[WHAT TO PRODUCE]
From the entries below, return only the lines starting at the one that contains "as a floating-point" and ending at the one that contains "if token.chars().count() >", exactly as they stand.

[SUPPLIED INFORMATION]
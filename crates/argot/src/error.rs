use crate::option::OptionKind;

/// Exit status used when a parse error terminates the process.
pub const ERROR_EXIT_CODE: i32 = 1;

/// Broad classification of an [`Error`].
#[derive(Debug, Clone, Copy, PartialEq, Eq)]
pub enum ErrorKind {
    /// An option, flag or command name that is not registered.
    Unrecognized,
    /// A value-taking option at the end of the argument stream.
    MissingValue,
    /// A numeric literal with trailing garbage, or outside the target range.
    MalformedLiteral,
    /// `=` on a flag, an empty `=` value, or a bare `help` command.
    StructuralMisuse,
    /// A query against a name or type the parser doesn't know about.
    Query,
}

/// Everything that can go wrong while parsing or querying.
///
/// The `Display` form is the bare message; [`Error::diagnostic`] adds the
/// `Error:` prefix and trailing period used on stderr.
#[derive(Debug, Clone, PartialEq, thiserror::Error)]
pub enum Error {
    #[error("--{0} is not a recognised flag or option name")]
    UnknownLong(String),

    #[error("{}", unknown_short(.ch, .token))]
    UnknownShort { ch: char, token: String },

    #[error("{prefix}{name} is not a recognised option name")]
    UnknownOption { prefix: &'static str, name: String },

    #[error("'{0}' is not a recognised command")]
    UnknownCommand(String),

    /// The payload is the display form of the option, e.g. `--out` or `'o' in -vo`.
    #[error("missing argument for {0}")]
    MissingValue(String),

    #[error("missing value for {prefix}{name}")]
    EmptyValue { prefix: &'static str, name: String },

    #[error("{prefix}{name} is a flag and cannot take a value")]
    FlagWithValue { prefix: &'static str, name: String },

    #[error("the help command requires an argument")]
    HelpCommandMissingArg,

    #[error("cannot parse '{0}' as an integer")]
    MalformedInt(String),

    #[error("cannot parse '{0}' as a floating-point value")]
    MalformedFloat(String),

    #[error("'{0}' is out of range")]
    OutOfRange(String),

    #[error("'{0}' is not a registered flag or option name")]
    UnknownName(String),

    #[error("'{name}' is registered as a {actual} option but was queried as {expected}")]
    KindMismatch {
        name: String,
        expected: OptionKind,
        actual: OptionKind,
    },
}

fn unknown_short(ch: &char, token: &str) -> String {
    if token.chars().count() > 1 {
        format!("'{ch}' in -{token} is not a recognised flag or option name")
    } else {
        format!("-{ch} is not a recognised flag or option name")
    }
}

impl Error {
    /// The broad class of this error.
    pub fn kind(&self) -> ErrorKind {
        match self {
            Self::UnknownLong(_)
            | Self::UnknownShort { .. }
            | Self::UnknownOption { .. }
            | Self::UnknownCommand(_) => ErrorKind::Unrecognized,
            Self::MissingValue(_) => ErrorKind::MissingValue,
            Self::EmptyValue { .. } | Self::FlagWithValue { .. } | Self::HelpCommandMissingArg => {
                ErrorKind::StructuralMisuse
            }
            Self::MalformedInt(_) | Self::MalformedFloat(_) | Self::OutOfRange(_) => {
                ErrorKind::MalformedLiteral
            }
            Self::UnknownName(_) | Self::KindMismatch { .. } => ErrorKind::Query,
        }
    }

    /// The single-line diagnostic printed by [`Error::exit`].
    pub fn diagnostic(&self) -> String {
        format!("Error: {self}.")
    }

    /// Print the diagnostic to stderr and terminate the process.
    pub fn exit(&self) -> ! {
        eprintln!("{}", self.diagnostic());
        std::process::exit(ERROR_EXIT_CODE)
    }
}

/// Result alias used throughout the crate.
pub type Result<T> = std::result::Result<T, Error>;
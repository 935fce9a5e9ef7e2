//! Strict numeric literal parsing for option values and positionals.
//!
//! Both parsers require the whole token to be consumed: `12x` is rejected
//! rather than read as `12`.

use crate::error::{Error, Result};

/// Parse an `i32` literal.
///
/// Leading whitespace and a sign are accepted. The radix follows the usual
/// C prefix rules: `0x`/`0X` selects hexadecimal, a leading `0` selects octal,
/// anything else is decimal. As with `strtol`, a numeric prefix that is out
/// of range is reported as such even when garbage follows it.
pub fn parse_int(token: &str) -> Result<i32> {
    let body = skip_c_space(token);
    let (negative, body) = match body.as_bytes().first() {
        Some(b'-') => (true, &body[1..]),
        Some(b'+') => (false, &body[1..]),
        _ => (false, body),
    };

    let (radix, digits) = if let Some(hex) = body
        .strip_prefix("0x")
        .or_else(|| body.strip_prefix("0X"))
    {
        (16, hex)
    } else if body.len() > 1 && body.starts_with('0') {
        (8, &body[1..])
    } else {
        (10, body)
    };

    let end = digits
        .find(|c: char| !c.is_digit(radix))
        .unwrap_or(digits.len());
    let (prefix, rest) = digits.split_at(end);
    if prefix.is_empty() {
        return Err(Error::MalformedInt(token.to_string()));
    }

    let value = u64::from_str_radix(prefix, radix)
        .ok()
        .map(|magnitude| {
            if negative {
                -i128::from(magnitude)
            } else {
                i128::from(magnitude)
            }
        })
        .and_then(|value| i32::try_from(value).ok())
        .ok_or_else(|| Error::OutOfRange(token.to_string()))?;

    if !rest.is_empty() {
        return Err(Error::MalformedInt(token.to_string()));
    }
    Ok(value)
}

/// Parse an `f64` literal.
///
/// `inf`, `infinity` and `nan` are accepted in any case. A finite literal
/// that overflows to infinity, or a non-zero literal that underflows to zero,
/// is reported as out of range. That includes the longest numeric prefix of
/// a malformed token, so `1e999x` is out of range rather than malformed.
pub fn parse_float(token: &str) -> Result<f64> {
    let body = skip_c_space(token);
    match body.parse::<f64>() {
        Ok(value) if out_of_range(body, value) => Err(Error::OutOfRange(token.to_string())),
        Ok(value) => Ok(value),
        Err(_) => {
            let prefix_out_of_range = body
                .char_indices()
                .rev()
                .map(|(i, _)| &body[..i])
                .filter(|prefix| !prefix.is_empty())
                .find_map(|prefix| prefix.parse::<f64>().ok().map(|v| out_of_range(prefix, v)))
                .unwrap_or(false);
            if prefix_out_of_range {
                Err(Error::OutOfRange(token.to_string()))
            } else {
                Err(Error::MalformedFloat(token.to_string()))
            }
        }
    }
}

/// Skip the characters C's `isspace` accepts.
fn skip_c_space(token: &str) -> &str {
    token.trim_start_matches([' ', '\t', '\n', '\x0b', '\x0c', '\r'])
}

fn out_of_range(literal: &str, value: f64) -> bool {
    (value.is_infinite() && !is_infinity_literal(literal))
        || (value == 0.0 && has_nonzero_mantissa(literal))
}

fn is_infinity_literal(body: &str) -> bool {
    let unsigned = body.trim_start_matches(['+', '-']);
    unsigned.eq_ignore_ascii_case("inf") || unsigned.eq_ignore_ascii_case("infinity")
}

fn has_nonzero_mantissa(body: &str) -> bool {
    body.split(['e', 'E'])
        .next()
        .is_some_and(|mantissa| mantissa.bytes().any(|b| (b'1'..=b'9').contains(&b)))
}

[EXERCISE RESULT]
    #[error("cannot parse '{0}' as a floating-point value")]
    MalformedFloat(String),

    #[error("'{0}' is out of range")]
    OutOfRange(String),

    #[error("'{0}' is not a registered flag or option name")]
    UnknownName(String),

    #[error("'{name}' is registered as a {actual} option but was queried as {expected}")]
    KindMismatch {
        name: String,
        expected: OptionKind,
        actual: OptionKind,
    },
}

fn unknown_short(ch: &char, token: &str) -> String {
    if token.chars().count() > 1 {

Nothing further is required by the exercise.